**Task details:** Whenever the string "info" turns up in a line below, that line should be copied.

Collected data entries
=-=-=

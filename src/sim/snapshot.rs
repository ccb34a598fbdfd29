//! Read-only view of the game for the presentation layer

use serde::{Deserialize, Serialize};

use super::grid::Cell;
use super::state::{GamePhase, GameState};

/// What the front end may draw for one visible cell
#[derive(Debug, Clone, Copy, PartialEq, Eq, Serialize, Deserialize)]
#[serde(tag = "kind", rename_all = "snake_case")]
pub enum CellView {
    /// Still covered; ships underneath stay secret
    Cloud { marked: bool, heart: bool },
    /// Open sky showing its proximity number
    Open { adjacent: u8, heart: bool },
    /// Ship uncovered at game over
    Ship,
}

impl From<&Cell> for CellView {
    fn from(cell: &Cell) -> Self {
        match (cell.is_revealed, cell.is_ship) {
            (true, true) => CellView::Ship,
            (true, false) => CellView::Open {
                adjacent: cell.adjacent_ships,
                heart: cell.has_heart,
            },
            (false, _) => CellView::Cloud {
                marked: cell.is_marked,
                heart: cell.has_heart,
            },
        }
    }
}

/// Frame data: visible cells plus HUD values
#[derive(Debug, Clone, PartialEq, Eq, Serialize, Deserialize)]
pub struct Snapshot {
    /// Visible rows, top to bottom
    pub cells: Vec<Vec<CellView>>,
    pub lives: u8,
    pub score: u64,
    pub wave: u32,
    pub phase: GamePhase,
    pub ships_remaining: u32,
    pub ships_escaped: u32,
    pub speed_ms: u32,
}

impl Snapshot {
    pub fn capture(state: &GameState) -> Self {
        let grid = &state.grid;
        let cells = (grid.hidden_rows()..grid.total_rows())
            .map(|row| grid.row(row).iter().map(CellView::from).collect())
            .collect();
        Self {
            cells,
            lives: state.lives,
            score: state.score,
            wave: state.wave_number,
            phase: state.phase,
            ships_remaining: state.wave.ships_remaining(),
            ships_escaped: state.wave.escaped_ships,
            speed_ms: state.current_speed_ms,
        }
    }
}

#[cfg(test)]
mod tests {
    use super::*;
    use crate::config::Config;

    #[test]
    fn test_snapshot_hides_buffer_and_ships() {
        let config = Config::default();
        let mut state = GameState::new(&config, 0);
        state.grid.get_mut(0, 0).unwrap().is_ship = true;
        let ship_row = config.hidden_buffer_rows + 2;
        let cell = state.grid.get_mut(ship_row, 1).unwrap();
        cell.is_ship = true;
        cell.is_revealed = false;
        cell.is_marked = true;

        let snap = Snapshot::capture(&state);
        assert_eq!(snap.cells.len(), config.rows);
        assert_eq!(snap.cells[0].len(), config.cols);
        assert_eq!(
            snap.cells[2][1],
            CellView::Cloud {
                marked: true,
                heart: false
            }
        );
        assert_eq!(
            snap.cells[0][0],
            CellView::Open {
                adjacent: 0,
                heart: false
            }
        );

        state.grid.reveal_ships();
        assert_eq!(Snapshot::capture(&state).cells[2][1], CellView::Ship);
    }

    #[test]
    fn test_snapshot_json_shape() {
        let config = Config::default();
        let state = GameState::new(&config, 0);
        let json = serde_json::to_value(Snapshot::capture(&state)).unwrap();
        assert_eq!(json["phase"], "Idle");
        assert_eq!(json["lives"], 3);
        assert_eq!(json["cells"][0][0]["kind"], "open");
    }
}
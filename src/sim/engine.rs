//! Single owner of the simulation
//!
//! Every mutation goes through `&mut Engine`, so input handlers and timer
//! callbacks are serialized by construction. Time is injected: the host calls
//! [`Engine::advance`] with elapsed milliseconds and the engine fires whatever
//! timers came due, in order, on its own virtual clock.

use super::actions::{self, ActionOutcome};
use super::grid::GridError;
use super::snapshot::Snapshot;
use super::state::{GameEvent, GamePhase, GameState};
use super::tick::{TickOutcome, generate_wave, scroll_tick};
use crate::config::{Config, ConfigError};

/// Recurring board movement
#[derive(Debug, Clone, Copy, PartialEq, Eq)]
struct Interval {
    period_ms: u64,
    next_due_ms: u64,
}

/// Armed timers. Replaced wholesale on reconfiguration, never edited.
#[derive(Debug, Clone, Copy, Default, PartialEq, Eq)]
struct Timers {
    scroll: Option<Interval>,
    /// One-shot start of the next wave
    wave_start_ms: Option<u64>,
}

impl Timers {
    fn cancel_all(&mut self) {
        self.scroll = None;
        self.wave_start_ms = None;
    }

    fn arm_scroll(&mut self, now_ms: u64, period_ms: u32) {
        let period_ms = u64::from(period_ms.max(1));
        self.scroll = Some(Interval {
            period_ms,
            next_due_ms: now_ms + period_ms,
        });
    }

    /// Earliest pending deadline
    fn next_due(&self) -> Option<u64> {
        let scroll = self.scroll.map(|s| s.next_due_ms);
        match (scroll, self.wave_start_ms) {
            (Some(a), Some(b)) => Some(a.min(b)),
            (a, b) => a.or(b),
        }
    }
}

/// The simulation controller
#[derive(Debug, Clone)]
pub struct Engine {
    config: Config,
    state: GameState,
    timers: Timers,
    clock_ms: u64,
}

impl Engine {
    /// Build an idle engine. Rejects configs the simulation cannot run on.
    pub fn new(config: Config, seed: u64) -> Result<Self, ConfigError> {
        config.validate()?;
        let state = GameState::new(&config, seed);
        Ok(Self {
            config,
            state,
            timers: Timers::default(),
            clock_ms: 0,
        })
    }

    pub fn config(&self) -> &Config {
        &self.config
    }

    pub fn state(&self) -> &GameState {
        &self.state
    }

    /// Stage positions in tests
    #[cfg(test)]
    pub(crate) fn state_mut(&mut self) -> &mut GameState {
        &mut self.state
    }

    /// Virtual time in milliseconds
    pub fn clock_ms(&self) -> u64 {
        self.clock_ms
    }

    pub fn phase(&self) -> GamePhase {
        self.state.phase
    }

    /// Begin wave 1 and start the scroll timer. No-op unless idle.
    pub fn start_game(&mut self) {
        if self.state.phase != GamePhase::Idle {
            return;
        }
        self.state.current_speed_ms = self.config.wave_base_speed_ms;
        generate_wave(&mut self.state, &self.config);
        self.timers
            .arm_scroll(self.clock_ms, self.state.current_speed_ms);
        log::info!("Game started (seed {})", self.state.seed);
    }

    /// Back to an idle board with full lives, keeping the RNG stream going.
    /// Cancels every pending timer.
    pub fn reset_game(&mut self) {
        self.timers.cancel_all();
        let rng = self.state.rng.clone();
        let seed = self.state.seed;
        self.state = GameState::new(&self.config, seed);
        self.state.rng = rng;
        log::info!("Game reset");
    }

    /// Reset and reseed
    pub fn restart(&mut self, seed: u64) {
        self.timers.cancel_all();
        self.state = GameState::new(&self.config, seed);
    }

    pub fn reveal(&mut self, row: usize, col: usize) -> Result<ActionOutcome, GridError> {
        let outcome = actions::reveal_at(&mut self.state, &self.config, row, col)?;
        self.settle();
        Ok(outcome)
    }

    pub fn toggle_mark(&mut self, row: usize, col: usize) -> Result<ActionOutcome, GridError> {
        actions::toggle_mark(&mut self.state, &self.config, row, col)
    }

    /// Move the virtual clock forward, firing due timers in chronological order
    pub fn advance(&mut self, elapsed_ms: u64) {
        let target = self.clock_ms + elapsed_ms;

        while let Some(due) = self.timers.next_due().filter(|&due| due <= target) {
            self.clock_ms = due;
            // Wave start wins a tie so the new wave exists before the movement
            if self.timers.wave_start_ms == Some(due) {
                self.timers.wave_start_ms = None;
                self.on_wave_start();
            } else if let Some(mut scroll) = self.timers.scroll {
                scroll.next_due_ms += scroll.period_ms;
                self.timers.scroll = Some(scroll);
                self.on_scroll();
            }
        }

        self.clock_ms = target;
    }

    /// Milliseconds until the next timer fires, if any is armed
    pub fn next_deadline_ms(&self) -> Option<u64> {
        self.timers
            .next_due()
            .map(|due| due.saturating_sub(self.clock_ms))
    }

    /// Scroll period currently armed
    pub fn scroll_period_ms(&self) -> Option<u64> {
        self.timers.scroll.map(|s| s.period_ms)
    }

    pub fn wave_start_pending(&self) -> bool {
        self.timers.wave_start_ms.is_some()
    }

    /// Run one movement immediately, outside the timer schedule
    pub fn step(&mut self) -> TickOutcome {
        self.on_scroll()
    }

    pub fn snapshot(&self) -> Snapshot {
        Snapshot::capture(&self.state)
    }

    /// Take all events produced since the last drain
    pub fn drain_events(&mut self) -> Vec<GameEvent> {
        std::mem::take(&mut self.state.events)
    }

    fn on_scroll(&mut self) -> TickOutcome {
        let outcome = scroll_tick(&mut self.state, &self.config);
        match outcome {
            TickOutcome::WaveCompleted => {
                // New period means a new interval, not an edited one
                self.timers
                    .arm_scroll(self.clock_ms, self.state.current_speed_ms);
                self.timers.wave_start_ms =
                    Some(self.clock_ms + u64::from(self.config.wave_pause_ms));
                log::debug!(
                    "Scroll re-armed at {} ms, next wave in {} ms",
                    self.state.current_speed_ms,
                    self.config.wave_pause_ms
                );
            }
            TickOutcome::GameOver => self.timers.cancel_all(),
            TickOutcome::Moved | TickOutcome::Skipped => {}
        }
        outcome
    }

    fn on_wave_start(&mut self) {
        if self.state.phase == GamePhase::WaveComplete {
            generate_wave(&mut self.state, &self.config);
        }
    }

    /// Stop the clock work once an action ended the game
    fn settle(&mut self) {
        if self.state.is_game_over() {
            self.timers.cancel_all();
        }
    }
}

#[cfg(test)]
mod tests {
    use super::*;

    fn engine() -> Engine {
        Engine::new(Config::default(), 1234).unwrap()
    }

    #[test]
    fn test_start_arms_scroll() {
        let mut engine = engine();
        assert_eq!(engine.next_deadline_ms(), None);
        engine.start_game();
        assert_eq!(engine.phase(), GamePhase::WaveActive);
        assert_eq!(engine.scroll_period_ms(), Some(4000));
        assert_eq!(engine.next_deadline_ms(), Some(4000));

        // Second start is ignored
        engine.start_game();
        assert_eq!(engine.state().wave.movement_count, 0);
    }

    #[test]
    fn test_advance_fires_each_due_movement() {
        let mut engine = engine();
        engine.start_game();
        engine.advance(3999);
        assert_eq!(engine.state().wave.movement_count, 0);
        engine.advance(1);
        assert_eq!(engine.state().wave.movement_count, 1);
        engine.advance(8000);
        assert_eq!(engine.state().wave.movement_count, 3);
        assert_eq!(engine.clock_ms(), 12000);
    }

    #[test]
    fn test_reset_cancels_timers() {
        let mut engine = engine();
        engine.start_game();
        engine.advance(4000);
        engine.reset_game();
        assert_eq!(engine.phase(), GamePhase::Idle);
        assert_eq!(engine.next_deadline_ms(), None);
        assert_eq!(engine.state().lives, 3);
        assert!(!engine.state().grid.has_ships());

        engine.advance(60_000);
        assert_eq!(engine.state().wave.movement_count, 0);
    }

    #[test]
    fn test_wave_completion_rearms_and_schedules_next_wave() {
        let mut engine = engine();
        engine.start_game();
        {
            let state = engine.state_mut();
            state.grid.clear_for_wave();
            state.wave.ships_spawned = state.wave.ships_in_wave;
        }
        engine.advance(4000);
        assert_eq!(engine.phase(), GamePhase::WaveComplete);
        assert_eq!(engine.scroll_period_ms(), Some(3900));
        assert!(engine.wave_start_pending());
        assert_eq!(engine.next_deadline_ms(), Some(3900));

        engine.advance(5000);
        assert_eq!(engine.phase(), GamePhase::WaveActive);
        assert_eq!(engine.state().wave.number, 2);
        assert_eq!(engine.state().wave.ships_in_wave, 20);
        assert!(!engine.wave_start_pending());
        // The pause movement belonged to the finished wave
        assert_eq!(engine.state().wave.movement_count, 0);
    }

    #[test]
    fn test_game_over_from_action_cancels_timers() {
        let mut engine = engine();
        engine.start_game();
        engine.state_mut().lives = 1;
        let hidden = engine.config().hidden_buffer_rows;
        {
            let cell = engine.state_mut().grid.get_mut(hidden, 0).unwrap();
            cell.is_ship = true;
            cell.is_revealed = false;
        }
        assert_eq!(engine.reveal(0, 0), Ok(ActionOutcome::ShipHit));
        assert_eq!(engine.phase(), GamePhase::GameOver);
        assert_eq!(engine.next_deadline_ms(), None);

        // Frozen: input ignored, time does nothing
        assert_eq!(engine.reveal(1, 1), Ok(ActionOutcome::Ignored));
        engine.advance(100_000);
        assert_eq!(engine.state().wave.movement_count, 0);
    }

    #[test]
    fn test_drain_events() {
        let mut engine = engine();
        engine.start_game();
        let events = engine.drain_events();
        assert!(matches!(events[0], GameEvent::WaveStarted { wave: 1, .. }));
        assert!(engine.drain_events().is_empty());
    }

    #[test]
    fn test_invalid_config_rejected() {
        let no_buffer = Config {
            hidden_buffer_rows: 0,
            ..Config::default()
        };
        assert!(matches!(
            Engine::new(no_buffer, 1),
            Err(ConfigError::NoBufferRows)
        ));
        let no_cols = Config {
            cols: 0,
            ..Config::default()
        };
        assert!(matches!(
            Engine::new(no_cols, 1),
            Err(ConfigError::EmptyGrid { rows: 9, cols: 0 })
        ));
        let no_rows = Config {
            rows: 0,
            ..Config::default()
        };
        assert!(Engine::new(no_rows, 1).is_err());
    }

    #[test]
    fn test_marked_and_unmarked_ships_at_bottom() {
        let mut engine = engine();
        engine.start_game();
        {
            let state = engine.state_mut();
            state.grid.clear_for_wave();
            state.wave.ships_spawned = state.wave.ships_in_wave;
            let bottom = state.grid.bottom_row();
            state.grid.get_mut(bottom, 0).unwrap().is_ship = true;
            state.grid.get_mut(bottom, 4).unwrap().is_ship = true;
            // Keeps the wave alive after this movement
            state.grid.get_mut(0, 8).unwrap().is_ship = true;
        }
        engine.toggle_mark(8, 4).unwrap();
        engine.drain_events();

        assert_eq!(engine.step(), TickOutcome::Moved);

        let state = engine.state();
        assert_eq!(state.wave.destroyed_ships, 2);
        assert_eq!(state.wave.escaped_ships, 1);
        assert_eq!(state.lives, 2);
        let events = engine.drain_events();
        assert!(events.contains(&GameEvent::ShipEscaped { row: 8, col: 0 }));
        assert!(events.contains(&GameEvent::ShipCleared { row: 8, col: 4 }));
        assert!(events.contains(&GameEvent::LifeLost { lives: 2 }));
    }

    #[test]
    fn test_last_escape_scrolls_scores_and_stops_timers() {
        let mut engine = engine();
        engine.start_game();
        {
            let state = engine.state_mut();
            state.grid.clear_for_wave();
            state.wave.ships_spawned = state.wave.ships_in_wave;
            state.lives = 1;
            let bottom = state.grid.bottom_row();
            state.grid.get_mut(bottom, 3).unwrap().is_ship = true;
        }

        assert_eq!(engine.step(), TickOutcome::GameOver);

        let state = engine.state();
        assert_eq!(state.phase, GamePhase::GameOver);
        assert!(!state.grid.has_ships());
        assert_eq!(state.wave_number, 2);
        assert_eq!(state.score, 20);
        assert_eq!(engine.next_deadline_ms(), None);
        assert!(!engine.wave_start_pending());
    }
}
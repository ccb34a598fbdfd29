//! Flood reveal through zero-adjacency terrain
//!
//! Classic Minesweeper expansion, driven by an explicit stack so region size
//! never touches the call stack.

use super::grid::Grid;

/// Reveal `(row, col)` and, if it has no ship neighbours, its connected
/// zero-adjacency region plus the numbered cells bordering it.
///
/// Out-of-bounds, revealed, marked and ship cells are skipped silently.
/// Returns the number of cells newly revealed.
pub fn flood_reveal(grid: &mut Grid, row: usize, col: usize) -> usize {
    let mut revealed = 0;
    let mut stack = vec![(row, col)];

    while let Some((r, c)) = stack.pop() {
        let Ok(cell) = grid.get_mut(r, c) else {
            continue;
        };
        if cell.is_revealed || cell.is_ship || cell.is_marked {
            continue;
        }
        cell.is_revealed = true;
        revealed += 1;

        if cell.adjacent_ships == 0 {
            stack.extend(grid.neighbours(r, c));
        }
    }

    revealed
}
//! Sky Sweeper - a scrolling Minesweeper / invaders hybrid
//!
//! Core modules:
//! - `sim`: Deterministic simulation (grid, placement, waves, player actions)
//! - `config`: Load-time game parameters
//! - `web`: Browser facade for the canvas/DOM front end (wasm32 only)

pub mod config;
pub mod sim;

#[cfg(target_arch = "wasm32")]
pub mod web;

pub use config::{Config, ConfigError};
pub use sim::{Engine, GameEvent, GamePhase, Snapshot};

/// Game configuration defaults
pub mod consts {
    /// Visible play area
    pub const ROWS: usize = 9;
    pub const COLS: usize = 9;
    /// Hidden rows above the visible board where ships first appear
    pub const HIDDEN_BUFFER_ROWS: usize = 6;

    pub const STARTING_LIVES: u8 = 3;

    /// Milliseconds per board movement on wave 1
    pub const WAVE_BASE_SPEED_MS: u32 = 4000;
    /// Movement period reduction per wave
    pub const WAVE_SPEED_INCREASE_MS: u32 = 100;
    /// Fastest allowed movement period
    pub const MIN_SPEED_MS: u32 = 500;
    /// Pause between a cleared wave and the next one
    pub const WAVE_PAUSE_MS: u32 = 5000;

    pub const WAVE_BASE_SHIPS: u32 = 15;
    pub const WAVE_INCREASE_SHIPS: u32 = 5;
    /// Spawn a ship every N movements
    pub const SHIP_SPAWN_INTERVAL: u32 = 1;
    /// Rows a wave's ships are spread across before force placement
    pub const MAX_SHIP_SPAWN_ROWS: u32 = 5;
    /// Hard cap on the row distribution limit
    pub const MAX_ROW_DISTRIBUTION: u32 = 7;

    /// Scoring
    pub const HEART_SCORE: u64 = 10;
    pub const REVEAL_SCORE: u64 = 1;
    pub const MARK_SCORE: u64 = 5;
    pub const WAVE_BONUS_PER_WAVE: u64 = 10;
}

=-=-=

**Exercise answer:**
        log::info!("Game started (seed {})", self.state.seed);
        log::info!("Game reset");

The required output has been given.